The effect of micro-motion on the tissue response around immediately loaded roughened titanium implants in the rabbit

Initial osteogenesis at the implant interface is, to a great extent, determined by the implant surface characteristics and the interfacial loading conditions. The present study investigated the effect of various degrees of relative movement on the tissue differentiation around a roughened screw-shaped immediately loaded implant. Repeated-sampling bone chambers were installed in the tibia of 10 rabbits.
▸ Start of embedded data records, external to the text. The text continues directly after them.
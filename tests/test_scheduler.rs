mod common;
use common::*;

use anern_monitor::anern::packet::Command;
use anern_monitor::config::{Output, Poll};
use anern_monitor::scheduler::Scheduler;

use std::sync::Arc;

fn poll(commands: Vec<Command>) -> Poll {
    Poll {
        interval_secs: 1,
        commands,
    }
}

#[tokio::test]
async fn poll_once_writes_text() {
    let transport = ScriptedTransport::new();
    transport
        .reply(Some(Factory::status_response()))
        .reply(Some(Factory::ratings_response()));
    let inverter = Arc::new(Factory::inverter(&transport));

    let scheduler = Scheduler::new(inverter, poll(vec![Command::Qpigs, Command::Qpiri]), Output::Text);
    let mut out = Vec::new();
    scheduler.poll_once(&mut out).await.unwrap();

    let text = String::from_utf8(out).unwrap();
    let lines: Vec<_> = text.lines().collect();
    assert_eq!(lines.len(), 22);
    assert_eq!(lines[0], "grid_voltage 230.0");
    assert_eq!(lines[21], RATINGS_BODY);
}

#[tokio::test]
async fn poll_once_writes_json() {
    let transport = ScriptedTransport::new();
    transport.reply(Some(Factory::status_response()));
    let inverter = Arc::new(Factory::inverter(&transport));

    let scheduler = Scheduler::new(inverter, poll(vec![Command::Qpigs]), Output::Json);
    let mut out = Vec::new();
    scheduler.poll_once(&mut out).await.unwrap();

    let text = String::from_utf8(out).unwrap();
    let json: serde_json::Value = serde_json::from_str(text.trim_end()).unwrap();
    assert_eq!(json["command"], "QPIGS");
    assert_eq!(json["response"]["battery_percent"], 100);
    assert!(json["time"].is_string());
}

#[tokio::test]
async fn failed_exchange_is_skipped() {
    let transport = ScriptedTransport::new();
    transport
        .reply(None)
        .reply(Some(Factory::ratings_response()));
    let inverter = Arc::new(Factory::inverter(&transport));

    let scheduler = Scheduler::new(inverter, poll(vec![Command::Qpigs, Command::Qpiri]), Output::Text);
    let mut out = Vec::new();
    scheduler.poll_once(&mut out).await.unwrap();

    assert_eq!(String::from_utf8(out).unwrap(), format!("{}\n", RATINGS_BODY));
}

#[tokio::test]
async fn start_stops_on_shutdown() {
    let transport = ScriptedTransport::new();
    transport.reply(Some(Factory::status_response()));
    let inverter = Arc::new(Factory::inverter(&transport));

    let scheduler = Scheduler::new(inverter, poll(vec![Command::Qpigs]), Output::Text);
    let (shutdown_tx, shutdown_rx) = tokio::sync::broadcast::channel(1);
    shutdown_tx.send(()).unwrap();

    let mut out = Vec::new();
    scheduler.start(&mut out, shutdown_rx).await.unwrap();
}
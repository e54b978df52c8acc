pub mod anern;     // Inverter protocol: checksum, framing, response grammar, transport
pub mod config;    // Configuration management
pub mod error;     // Protocol and transport errors
pub mod options;   // Command line options parsing
pub mod prelude;   // Common imports and types
pub mod scheduler; // Periodic polling

// Get the package version from Cargo.toml
const CARGO_PKG_VERSION: &str = env!("CARGO_PKG_VERSION");

use crate::prelude::*;
use crate::scheduler::Scheduler;
use std::str::FromStr;
use std::sync::Arc;

/// Initialises logging from `RUST_LOG`, falling back to info until the config is read.
pub fn init_logging() {
    // without RUST_LOG everything reaches the logger and log::max_level does the filtering
    env_logger::Builder::from_env(env_logger::Env::default().default_filter_or("trace"))
        .format(|buf, record| {
            writeln!(
                buf,
                "[{} {} {}] {}",
                chrono::Local::now().format("%Y-%m-%dT%H:%M:%S%.3f"),
                record.level(),
                record.module_path().unwrap_or(""),
                record.args()
            )
        })
        .write_style(env_logger::WriteStyle::Never)
        .init();

    if std::env::var_os("RUST_LOG").is_none() {
        log::set_max_level(log::LevelFilter::Info);
    }
}

// RUST_LOG wins over the config file
fn apply_loglevel(level: &str) {
    if std::env::var_os("RUST_LOG").is_some() {
        return;
    }

    match log::LevelFilter::from_str(level) {
        Ok(filter) => log::set_max_level(filter),
        Err(_) => warn!("ignoring invalid loglevel {:?}", level),
    }
}

/// Main application entry point
///
/// Loads the configuration, then polls the inverter until `shutdown_rx` fires (or once, with
/// `--once`).
pub async fn app(shutdown_rx: tokio::sync::broadcast::Receiver<()>, options: Options) -> Result<()> {
    init_logging();

    info!("anern-monitor {} starting with config file: {}", CARGO_PKG_VERSION, options.config_file);

    let config = Config::new(options.config_file.clone())?;
    apply_loglevel(config.loglevel());

    let inverter = Arc::new(Inverter::<SerialTransport>::from_config(&config.inverter));
    let scheduler = Scheduler::new(inverter, config.poll.clone(), config.output);
    let mut stdout = std::io::stdout();

    if options.once {
        scheduler.poll_once(&mut stdout).await?;
    } else {
        scheduler.start(&mut stdout, shutdown_rx).await?;
    }

    info!("Application shutdown complete");
    Ok(())
}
In each of the chambers, three experiments were performed by inducing 0 (control), 30, and 90 mu m implant displacement for 9 wk. A linear mixed model and a logistic mixed model with alpha = 5% determined statistical significance. Tissue filling of the bone chamber was similar for the three test conditions. The bone area fraction was significantly higher for 90 mu m implant displacement compared with no displacement. A significantly higher fraction of bone trabeculae was found for 30 and 90 mu m implant displacement compared with the unloaded situation. The incidence of osteoid-to-implant and bone-to-implant contact was significantly higher for 90 mu m implant displacement compared with 30 and 0 mu m implant displacement. Significantly more osteoid in contact with the implant was found for the loaded conditions compared with no loading. Well-controlled micro-motion positively influenced bone formation at the interface of a roughened implant. An improved bone reaction was detected with increasing micro-motion.